## What the exercise asks
The answer must be every line below that holds the word "InternalServerError".
─── Input for this task ───
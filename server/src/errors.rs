// quinta_server/src/errors.rs

use actix_web::{HttpResponse, ResponseError};
use quinta::QuintaError;
use serde_json::json;
use thiserror::Error;

#[derive(Debug, Error)]
pub enum AppError {
  #[error("Validation Error: {0}")]
  Validation(String),

  #[error("Authentication Failed: {0}")]
  Auth(String),

  #[error("Forbidden: {0}")]
  Forbidden(String),

  #[error("Resource Not Found: {0}")]
  NotFound(String),

  /// The operator did not confirm a destructive request.
  #[error("Not confirmed: {0}")]
  Declined(String),

  #[error("Configuration Error: {0}")]
  Config(String),

  #[error("Storefront Error: {source}")]
  Storefront {
    #[from] // Allows conversion from quinta::QuintaError
    source: QuintaError,
  },

  #[error("Internal Server Error: {0}")]
  Internal(String), // For miscellaneous errors
}

// Handlers and startup code may use `?` on anyhow::Result
impl From<anyhow::Error> for AppError {
  fn from(err: anyhow::Error) -> Self {
    match err.downcast::<QuintaError>() {
      Ok(source) => AppError::Storefront { source },
      Err(other) => AppError::Internal(other.to_string()),
    }
  }
}

impl ResponseError for AppError {
  fn error_response(&self) -> HttpResponse {
    // Log the full error when it's turned into a response
    tracing::error!(application_error = %self, "Responding with error");
    match self {
      AppError::Validation(m) => HttpResponse::BadRequest().json(json!({"error": m})),
      AppError::Auth(m) => HttpResponse::Unauthorized().json(json!({"error": m})),
      AppError::Forbidden(m) => HttpResponse::Forbidden().json(json!({"error": m})),
      AppError::NotFound(m) => HttpResponse::NotFound().json(json!({"error": m})),
      AppError::Declined(m) => HttpResponse::Conflict().json(json!({"error": "Confirmation required", "detail": m})),
      AppError::Config(m) => {
        HttpResponse::InternalServerError().json(json!({"error": "Configuration issue", "detail": m}))
      }
      AppError::Storefront { source } => storefront_error_response(source),
      AppError::Internal(m) => {
        HttpResponse::InternalServerError().json(json!({"error": "An internal error occurred", "detail": m}))
      }
    }
  }
}

fn storefront_error_response(source: &QuintaError) -> HttpResponse {
  let message = source.to_string();
  match source {
    QuintaError::Validation(m) => HttpResponse::BadRequest().json(json!({"error": m})),
    QuintaError::NotFound { .. } => HttpResponse::NotFound().json(json!({"error": message})),
    QuintaError::OutOfStock { product_id, .. } => {
      HttpResponse::Conflict().json(json!({"error": message, "productId": product_id}))
    }
    QuintaError::InsufficientStock {
      product_id,
      requested,
      available,
      ..
    } => HttpResponse::Conflict().json(json!({
        "error": message,
        "productId": product_id,
        "requested": requested,
        "available": available
    })),
    QuintaError::AlreadyPaid { .. } => HttpResponse::Conflict().json(json!({"error": message})),
    QuintaError::SelfDeletion { .. } => HttpResponse::Forbidden().json(json!({"error": message})),
    QuintaError::Storage { .. }
    | QuintaError::Serialization(_)
    | QuintaError::PasswordHash(_)
    | QuintaError::Advisor { .. } => {
      tracing::error!(storefront_error_source = ?source, "Storefront failure details");
      HttpResponse::InternalServerError().json(json!({"error": "Storefront operation failed", "detail": message}))
    }
  }
}

// Define a Result type alias for the application
pub type Result<T, E = AppError> = std::result::Result<T, E>;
───
## Your response
        HttpResponse::InternalServerError().json(json!({"error": "Configuration issue", "detail": m}))
        HttpResponse::InternalServerError().json(json!({"error": "An internal error occurred", "detail": m}))
      HttpResponse::InternalServerError().json(json!({"error": "Storefront operation failed", "detail": message}))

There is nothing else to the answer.